Saturday, August 10, 2019
Friday, August 2, 2019
Lemonade Girl, the new superhero
So, the top photo shows my wedge pillow with a couple nice pillows on top of it & a towel-wrapped bag of frozen peas (large) on top of that & my big booted foot on top of that. The foot to the right looks so tiny! Just to the right of the pillows is this great insulated zippered lunch bag, which holds the frozen peas & a freezer pack in between icings. A very brilliant idea, if I do say so myself. I've got another bag of frozen peas & another ice
pack in the freezer, so I can swap between them.
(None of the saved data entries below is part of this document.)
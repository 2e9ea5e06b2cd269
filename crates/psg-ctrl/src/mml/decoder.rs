//! Command dispatch for one channel.
//!
//! `decode_mml` runs whenever a channel's note timer expires. It executes
//! parameter commands until it reaches a note, noise or rest (which sets the
//! timer again) or the end of the text.

use log::trace;

use super::cursor::MmlCursor;
use crate::channel::{ChannelContext, LoopFrame};
use crate::constants::*;
use crate::registers::Register;

impl ChannelContext<'_, '_> {
    /// Decode commands up to and including the next note event.
    pub(crate) fn decode_mml(&mut self) {
        let text = self.channel.mml.text;
        let mut cur = MmlCursor::at(text, self.channel.mml.pos);
        if cur.is_at_end() {
            self.channel.mml.decode_end = true;
            return;
        }

        let mut loop_opened = false;
        let mut jumps = 0usize;

        while let Some(c) = cur.peek_upper() {
            let mut note_event = false;
            match c {
                b'A'..=b'H' | b'J' | b'N' | b'R' => {
                    self.generate_tone(&mut cur);
                    note_event = true;
                }
                b'$' => self.decode_dollar(&mut cur),
                b'@' => self.decode_atsign(&mut cur),
                b'T' => {
                    self.channel.tone.tempo =
                        cur.param(MIN_TEMPO, MAX_TEMPO, DEFAULT_TEMPO) as u16;
                }
                b'V' => {
                    self.channel.tone.volume =
                        cur.param(MIN_VOLUME, MAX_VOLUME, DEFAULT_VOLUME) as u8;
                    self.channel.tone.hw_envelope = false;
                }
                b'S' => {
                    let shape = cur.param(MIN_ENVELOP_SHAPE, MAX_ENVELOP_SHAPE, MIN_ENVELOP_SHAPE);
                    let addr = Register::EnvelopeShape.addr();
                    self.regs.write(addr, shape as u8);
                    self.regs.touch(addr);
                    self.channel.tone.hw_envelope = true;
                }
                b'M' => {
                    let period =
                        cur.param(MIN_ENVELOP_PERIOD, MAX_ENVELOP_PERIOD, MIN_ENVELOP_PERIOD);
                    self.regs
                        .write(Register::EnvelopePeriodLo.addr(), (period & 0xFF) as u8);
                    self.regs
                        .write(Register::EnvelopePeriodHi.addr(), (period >> 8) as u8);
                }
                b'L' => {
                    self.channel.tone.note_len =
                        cur.param(MIN_NOTE_LEN, MAX_NOTE_LEN, DEFAULT_NOTE_LEN) as u8;
                    self.channel.tone.len_dots = cur.count_dots();
                }
                b'O' => {
                    let octave = cur.param(MIN_OCTAVE, MAX_OCTAVE, DEFAULT_OCTAVE);
                    self.channel.tone.octave = (octave - 1) as u8;
                }
                b'Q' => {
                    let gate = cur.param(MIN_GATE_TIME, MAX_GATE_TIME, DEFAULT_GATE_TIME);
                    self.channel.tone.gate = (gate - 1) as u8;
                }
                b'I' => {
                    let np = cur.param(MIN_NOISE_PERIOD, MAX_NOISE_PERIOD, DEFAULT_NOISE_PERIOD);
                    self.regs.write(Register::NoisePeriod.addr(), np as u8);
                }
                b'X' => {
                    self.channel.tone.exclude_len =
                        cur.param(MIN_EXCLUDE_NOTE_LEN, MAX_EXCLUDE_NOTE_LEN, MIN_EXCLUDE_NOTE_LEN)
                            as u8;
                    self.channel.tone.exclude_dots = cur.count_dots();
                }
                b'<' => {
                    let tone = &mut self.channel.tone;
                    tone.octave = tone.octave.saturating_sub(1);
                    cur.bump();
                }
                b'>' => {
                    let tone = &mut self.channel.tone;
                    if (tone.octave as i32) < MAX_OCTAVE - 1 {
                        tone.octave += 1;
                    }
                    cur.bump();
                }
                b'[' => {
                    if self.channel.mml.depth < MAX_LOOP_NESTING_DEPTH {
                        let times = cur.param(MIN_LOOP_TIMES, MAX_LOOP_TIMES, DEFAULT_LOOP_TIMES);
                        let mml = &mut self.channel.mml;
                        mml.loops[mml.depth] = LoopFrame {
                            head: cur.pos(),
                            times: times as u8,
                        };
                        mml.depth += 1;
                        loop_opened = true;
                    } else {
                        trace!("ch{}: loop nesting too deep, '[' ignored", self.ch);
                        cur.bump();
                    }
                }
                b'|' => {
                    let mml = &self.channel.mml;
                    let last_pass = mml.depth > 0
                        && (mml.loops[mml.depth - 1].times == 1
                            || (mml.depth == 1 && mml.end_primary_loop));
                    cur.bump();
                    if last_pass {
                        cur.skip_to_loop_end();
                    }
                }
                b']' => {
                    if self.channel.mml.depth == 0 {
                        cur.bump();
                    } else {
                        let force_exit = loop_opened || jumps > MAX_LOOP_NESTING_DEPTH;
                        if let Some(head) = self.close_loop(force_exit) {
                            jumps += 1;
                            cur = MmlCursor::at(text, head);
                        } else {
                            cur.bump();
                        }
                    }
                }
                _ => cur.bump(),
            }

            self.channel.mml.pos = cur.pos();
            if cur.is_at_end() {
                self.channel.mml.decode_end = true;
                return;
            }
            if note_event {
                return;
            }
        }
    }

    /// Handle `]` of the innermost loop. Returns the loop head to jump back
    /// to, or `None` when the loop is left.
    fn close_loop(&mut self, force_exit: bool) -> Option<usize> {
        let mml = &mut self.channel.mml;
        let idx = mml.depth - 1;
        let primary = mml.depth == 1;
        let frame = mml.loops[idx];

        // A pending primary-loop exit leaves here rather than replaying the
        // body up to `|`, so the channel ends at the first `]` it reaches.
        if force_exit || frame.times == 1 || (primary && mml.end_primary_loop) {
            if primary {
                mml.primary_loop_count = 0;
                mml.end_primary_loop = false;
            }
            mml.loops[idx] = LoopFrame::default();
            mml.depth -= 1;
            return None;
        }

        if frame.times > 1 {
            mml.loops[idx].times -= 1;
        }
        if primary {
            mml.primary_loop_count = mml.primary_loop_count.wrapping_add(1);
        }
        Some(frame.head)
    }

    /// `$` extension commands: envelope, LFO, detune and pitch bend.
    fn decode_dollar(&mut self, cur: &mut MmlCursor<'_>) {
        cur.bump();
        let Some(c) = cur.peek_upper() else {
            return;
        };

        let env = &mut self.channel.envelope;
        let lfo = &mut self.channel.lfo;
        let time = |cur: &mut MmlCursor<'_>| {
            cur.param(MIN_SOFT_ENVELOPE_TIME, MAX_SOFT_ENVELOPE_TIME, MIN_SOFT_ENVELOPE_TIME) as u16
        };
        match c {
            b'A' => env.attack = time(cur),
            b'H' => env.hold = time(cur),
            b'D' => env.decay = time(cur),
            b'F' => env.fade = time(cur),
            b'R' => env.release = time(cur),
            b'S' => {
                env.sustain = cur.param(
                    MIN_SOFT_ENVELOPE_SUSTAIN,
                    MAX_SOFT_ENVELOPE_SUSTAIN,
                    DEFAULT_SOFT_ENVELOPE_SUSTAIN,
                ) as u16;
            }
            b'E' => {
                env.enabled =
                    cur.param(MIN_SOFT_ENVELOPE_MODE, MAX_SOFT_ENVELOPE_MODE, MIN_SOFT_ENVELOPE_MODE)
                        != 0;
            }
            b'U' => {
                env.time_unit = cur.param(
                    MIN_SOFT_ENVELOPE_TIME_UNIT,
                    MAX_SOFT_ENVELOPE_TIME_UNIT,
                    MIN_SOFT_ENVELOPE_TIME_UNIT,
                ) as u16;
            }
            b'M' => lfo.enabled = cur.param(MIN_LFO_MODE, MAX_LFO_MODE, MIN_LFO_MODE) != 0,
            b'L' => lfo.speed = cur.param(MIN_LFO_SPEED, MAX_LFO_SPEED, DEFAULT_LFO_SPEED) as i16,
            b'J' => lfo.depth = cur.param(MIN_LFO_DEPTH, MAX_LFO_DEPTH, MIN_LFO_DEPTH) as u8,
            b'T' => {
                lfo.delay_len = cur.param(MIN_LFO_DELAY, MAX_LFO_DELAY, MIN_LFO_DELAY) as u8;
                lfo.delay_dots = cur.count_dots();
            }
            b'V' => {
                lfo.speed_unit =
                    cur.param(MIN_LFO_SPEED_UNIT, MAX_LFO_SPEED_UNIT, MIN_LFO_SPEED_UNIT) as u16;
            }
            b'B' => self.channel.tone.bias = cur.param(MIN_BIAS, MAX_BIAS, 0) as i16,
            b'O' => {
                self.channel.tone.tp_offset = cur.param(MIN_TP_OFFSET, MAX_TP_OFFSET, 0) as i8;
            }
            b'P' => {
                self.channel.pitch_bend.level =
                    cur.param(MIN_PITCHBEND_LEVEL, MAX_PITCHBEND_LEVEL, 0) as i16;
            }
            _ => cur.bump(),
        }
    }

    /// `@` commands. Only `@C` (user callback) exists.
    fn decode_atsign(&mut self, cur: &mut MmlCursor<'_>) {
        cur.bump();
        match cur.peek_upper() {
            Some(b'C') => {
                cur.bump();
                let value = if cur.eat(b'(') {
                    let value = cur.read_c_literal();
                    cur.eat(b')');
                    value
                } else {
                    cur.read_number(i32::MIN, i32::MAX, 0).value
                };
                if let Some(callback) = self.callback.as_mut() {
                    trace!("ch{}: user callback({})", self.ch, value);
                    callback(self.ch as u8, value);
                }
            }
            Some(_) => cur.bump(),
            None => {}
        }
    }
}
The bottom photo shows a couple of organize-y boxes on the right side of the bed, as well as the grabber thing Ellen Klages sent me. I've used it several times. Thanks, E. Right now I have my computer lap desk (squishy base) set up & my computer tethered to my phone so I can actually write & post this blog.
My friend Debbie, when I was talking about using this as an opportunity, called me The Lemonade Girl. I think that would be a good title, for something more than just this blog...
I've written & revised a little 800-word romance story to send to Woman's World. One more set of revisions to go before I send that out. Also started another story. Lying flat on my back is not IDEAL keyboard position, but it's doable.
It's one week post surgery & I basically have no pain. I took the major pain pills until Sunday night & decided to try switching to just Tylenol. That's been working great. I'm now down to Tylenol twice a day. I thought about stopping it, but got a tiny bit more uncomfortable, so decided to keep on for at least a little while longer.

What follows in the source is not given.